Rebecca Hanson's picture
Thu, 22/12/2011 - 22:34

No Ben you've missed the point.

"Here is a school which people want."
is the point at the crux of matters.

In order to establish what the people want you need to have public processes of consultation.

It's tempting to assume that these can be done by newspaper poll without any proper discussion or by just consulting in a very small area where a particular idea is popular but experience has shown us that these processes produce outcomes which are not actually what people want.

It takes time and proper processes of consultation to reveal all perspectives on a situation as perspectives are contextual and change in the light of the kind of evidence which emerges during a well managed consultation. To not understand this and to not provide for it makes it inevitable that simple, extremist viewpoints which are easily expressed will dominate. How does creating a climate where the views of the extremists will dominate those of people who are more reflective provide for proper autonomy and freedom?

As a separate issue, micro planning processes which focuses on only one particular service for one particular community are seriously economically inefficient. Each region in Scotland has gone through a 10 year consultation process which has examined education and all related services and has eventually created efficient plans for the rebuilding of schools which often have many integrated services incorporated into them. The idea that England can afford a vastly more expensive system where each micro-area and each service is planned separately is ludicrous and many of us find it obscene when we are going through so many cuts and the services now provided in many areas of Scotland are so good.

Allan Beavis's picture
Thu, 22/12/2011 - 23:33

Not only does Ben miss the point about the importance of a proper and honest process of consultation but that school reform under Gove has been sold by the Right Wing government to the public as a tool of empowerment for parents to conceal the government's real agenda of pushing forward a two tier and segregated system of education. The Tories had a real chance to bring real cohesion into state education but, true to form, they gathered to protect the commercial and ideologies of their own. In this case, these are the lining the pockets of private companies ready to suck more blood out of schools and rabble rousing, divisive attention junkies such as Birbalsingh and Young.

So, this is not a "school which people want" but one that the Tories want because it is another tinpot trophy they can hold up as proof that they are doing something about the state of schools. But that is not true because the impact of a handful Free Schools over the whole of tax payer funded education is insignificant. It comes back to the fact that parents want a good local school. Snuffy promises much but the point is can she deliver? Her track record so far is, at best, undistinguished; at worst, appalling. She will be leading a school from scratch, with little more than rheotoric and inconsistent passion behind her.
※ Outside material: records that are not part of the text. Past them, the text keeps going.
//! On-disk index generations.
//!
//! Layout under the index root:
//!
//! ```text
//! CURRENT                  name of the active generation
//! gen-<fingerprint8>-<n>/  one complete index set
//!   manifest.json
//!   cluster_<id>.vec
//!   cluster_<id>.json
//! ```
//!
//! A generation is written into a staging directory, renamed into place, and
//! activated by replacing `CURRENT` through write-to-temp plus rename. Readers
//! therefore see either the old or the new generation, never a mix.

use std::io::{self, Write};
use std::path::{Path, PathBuf};

use crate::error::{CodingError, CodingResult, ErrorContext};
use crate::index::{ClusterIndex, IndexManifest, IndexSet};
use crate::vector::VectorDimension;

const CURRENT_FILE: &str = "CURRENT";
const GENERATION_PREFIX: &str = "gen-";
const STAGING_PREFIX: &str = ".staging-";
const LOAD_ATTEMPTS: usize = 3;

/// Persistent home of the published index set.
#[derive(Debug, Clone)]
pub struct IndexStore {
    root: PathBuf,
}

impl IndexStore {
    pub fn new(root: impl Into<PathBuf>) -> Self {
        Self { root: root.into() }
    }

    #[must_use]
    pub fn root(&self) -> &Path {
        &self.root
    }

    /// True if an active generation with a manifest exists.
    #[must_use]
    pub fn exists(&self) -> bool {
        matches!(self.current_generation(), Ok(Some(dir)) if IndexManifest::exists(&dir))
    }

    /// Directory of the active generation, if any.
    pub fn current_generation(&self) -> CodingResult<Option<PathBuf>> {
        let pointer = self.root.join(CURRENT_FILE);
        let name = match std::fs::read_to_string(&pointer) {
            Ok(name) => name,
            Err(e) if e.kind() == io::ErrorKind::NotFound => return Ok(None),
            Err(e) => return Err(CodingError::storage(&pointer, e)),
        };

        let name = name.trim();
        if !name.starts_with(GENERATION_PREFIX) || name.contains(['/', '\\']) {
            return Err(CodingError::storage(
                &pointer,
                format!("'{name}' is not a generation name"),
            ));
        }
        Ok(Some(self.root.join(name)))
    }

    /// Writes `set` as a new generation and makes it the active one.
    ///
    /// Older generations are removed afterwards; failure to remove them is
    /// logged, not returned.
    pub fn publish(&self, set: &IndexSet, manifest: &IndexManifest) -> CodingResult<PathBuf> {
        std::fs::create_dir_all(&self.root).with_path(&self.root)?;

        let fingerprint = manifest
            .catalog_fingerprint
            .get(..8)
            .unwrap_or(&manifest.catalog_fingerprint);
        let name = format!(
            "{GENERATION_PREFIX}{fingerprint}-{}",
            self.next_sequence()?
        );

        let staging = self.root.join(format!("{STAGING_PREFIX}{name}"));
        if staging.exists() {
            std::fs::remove_dir_all(&staging).with_path(&staging)?;
        }
        std::fs::create_dir_all(&staging).with_path(&staging)?;

        for index in set.iter() {
            index.save(&staging)?;
        }
        manifest.save(&staging)?;

        let generation = self.root.join(&name);
        std::fs::rename(&staging, &generation).with_path(&generation)?;
        self.write_pointer(&name)?;

        tracing::info!(
            generation = %name,
            clusters = set.len(),
            codes = set.code_count(),
            "published index generation"
        );

        self.prune(&name);
        Ok(generation)
    }

    /// Loads the active generation.
    ///
    /// # Errors
    /// `NotBuilt` if nothing was published yet, `Storage` for unreadable or
    /// inconsistent files.
    pub fn load(&self) -> CodingResult<(IndexSet, IndexManifest)> {
        let generation = self
            .current_generation()?
            .ok_or_else(|| CodingError::NotBuilt {
                target: format!("Code index at {}", self.root.display()),
            })?;
        self.load_resolved(generation)
    }

    /// Loads `generation`, following `CURRENT` if it moved on while reading.
    ///
    /// A publish prunes the generation it replaced, so a reader that resolved
    /// the old pointer can find its files gone.
    fn load_resolved(&self, mut generation: PathBuf) -> CodingResult<(IndexSet, IndexManifest)> {
        for _ in 0..LOAD_ATTEMPTS {
            match self.load_generation(&generation) {
                Ok(loaded) => return Ok(loaded),
                Err(e) => match self.current_generation() {
                    Ok(Some(current)) if current != generation => {
                        tracing::debug!(
                            from = %generation.display(),
                            to = %current.display(),
                            error = %e,
                            "index generation replaced during load, retrying"
                        );
                        generation = current;
                    }
                    _ => return Err(e),
                },
            }
        }
        self.load_generation(&generation)
    }

    fn load_generation(&self, generation: &Path) -> CodingResult<(IndexSet, IndexManifest)> {
        let manifest = IndexManifest::load(generation)?;
        let dimension = VectorDimension::new(manifest.dimension)?;

        let mut set = IndexSet::new(dimension);
        for cluster in &manifest.clusters {
            let index = ClusterIndex::open(generation, cluster.id)?;
            if index.len() != cluster.size {
                return Err(CodingError::storage(
                    generation,
                    format!(
                        "cluster {} holds {} codes, manifest says {}",
                        cluster.id,
                        index.len(),
                        cluster.size
                    ),
                ));
            }
            set.insert(index).map_err(|e| CodingError::storage(generation, e))?;
        }

        tracing::debug!(
            generation = %generation.display(),
            clusters = set.len(),
            "loaded index generation"
        );
        Ok((set, manifest))
    }

    /// Names of all generation directories, oldest first.
    pub fn generations(&self) -> CodingResult<Vec<String>> {
        let entries = match std::fs::read_dir(&self.root) {
            Ok(entries) => entries,
            Err(e) if e.kind() == io::ErrorKind::NotFound => return Ok(Vec::new()),
            Err(e) => return Err(CodingError::storage(&self.root, e)),
        };

        let mut generations: Vec<(u64, String)> = entries
            .filter_map(Result::ok)
            .filter_map(|entry| entry.file_name().into_string().ok())
            .filter_map(|name| sequence_of(&name).map(|n| (n, name)))
            .collect();
        generations.sort();
        Ok(generations.into_iter().map(|(_, name)| name).collect())
    }

    fn next_sequence(&self) -> CodingResult<u64> {
        Ok(self
            .generations()?
            .iter()
            .filter_map(|name| sequence_of(name))
            .max()
            .map_or(1, |n| n + 1))
    }

    fn write_pointer(&self, name: &str) -> CodingResult<()> {
        let pointer = self.root.join(CURRENT_FILE);
        let temp = self.root.join(format!("{CURRENT_FILE}.tmp"));

        let mut file = std::fs::File::create(&temp).with_path(&temp)?;
        writeln!(file, "{name}").with_path(&temp)?;
        file.sync_all().with_path(&temp)?;
        drop(file);

        std::fs::rename(&temp, &pointer).with_path(&pointer)
    }

    fn prune(&self, keep: &str) {
        let Ok(entries) = std::fs::read_dir(&self.root) else {
            return;
        };
        for entry in entries.filter_map(Result::ok) {
            let Ok(name) = entry.file_name().into_string() else {
                continue;
            };
            let stale = name != keep
                && (name.starts_with(GENERATION_PREFIX) || name.starts_with(STAGING_PREFIX));
            if stale {
                if let Err(e) = std::fs::remove_dir_all(entry.path()) {
                    tracing::warn!(generation = %name, error = %e, "failed to prune old generation");
                }
            }
        }
    }
}

fn sequence_of(name: &str) -> Option<u64> {
    name.strip_prefix(GENERATION_PREFIX)?
        .rsplit('-')
        .next()?
        .parse()
        .ok()
}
There is a wonderful school a mile from where I live, in the neighbouring borough, whose head turn the school around because of her dedication, leadership qualities, a strong board of governors, forward planning and money from BSF which transformed the rundown premises into a bright, open, welcoming place that sits proudly in its community. Once branded a sink school and deserted by the middle classes, it now reflects the diversity of the area it services, educates the less well off as well as the more wealthy and is officially an outstanding school. I asked to interview the head but she declines all interviews because she has spent 12 years quietly going about transforming the lives of thousands of children under her care without the need to shove herself on television or radio, write tiresome and witless blogs in the Telegraph or spout any political agenda on behalf of herself or any political party.

This head has given choice back to her community where once the wealthy opted to go to private. The less affluent who never had much choice anyway because they could not afford private education, are relieved that their local school delivers outstanding results and has a proven record of teaching to help each and individual child to reach their own potential. This, I suspect, is what people of all socio-economic backgrounds want. I am not sure they would prefer a school led by an inexperienced, divisive and combative individual which will not be accountable to their local government.

Ben Taylor's picture
Fri, 23/12/2011 - 00:03

Successful free school bids have to show demand in order to open. See here how DfE explain how lack of demand is one reason to bounce an app:

http://media.education.gov.uk/assets/files/free%20schools%20%20%20top%20...

I agree the documentation of demand could be better published. I am sure this will get ironed out eventually.

In summary a lack of consultation is a factually incorrect assertion. I predict this school will be full and probably oversubscribed. It might fail, Birbalsingh herself has acknowledged that there are no guarantees, and schools have to be allowed to close when they fail badly enough.

As for integration of public services we can agree it is a good idea, but what in particular about free schools is especially deficient in this respect? What problem does MCS present? Lambeth LA had a chance to reuse an old school or find a place for MCS and they could have tried harder. It's Wandsworth which has integrated in this case.

Still waiting to hear how stopping parents and children going to a school they want to go to increases their autonomy and freedom.

Ben Taylor's picture
Fri, 23/12/2011 - 00:14

Allan
This is really about your personal dislike of Birbalsingh isn't it?

Rebecca Hanson's picture
Fri, 23/12/2011 - 00:32

Ben do you understand the difference between getting lots of people to sign a list to say they want something and establishing a need/desire in the context of professional consultation which examines all the options? Do you think it's a good idea to change society so it's run according to the former criteria for establishing demand?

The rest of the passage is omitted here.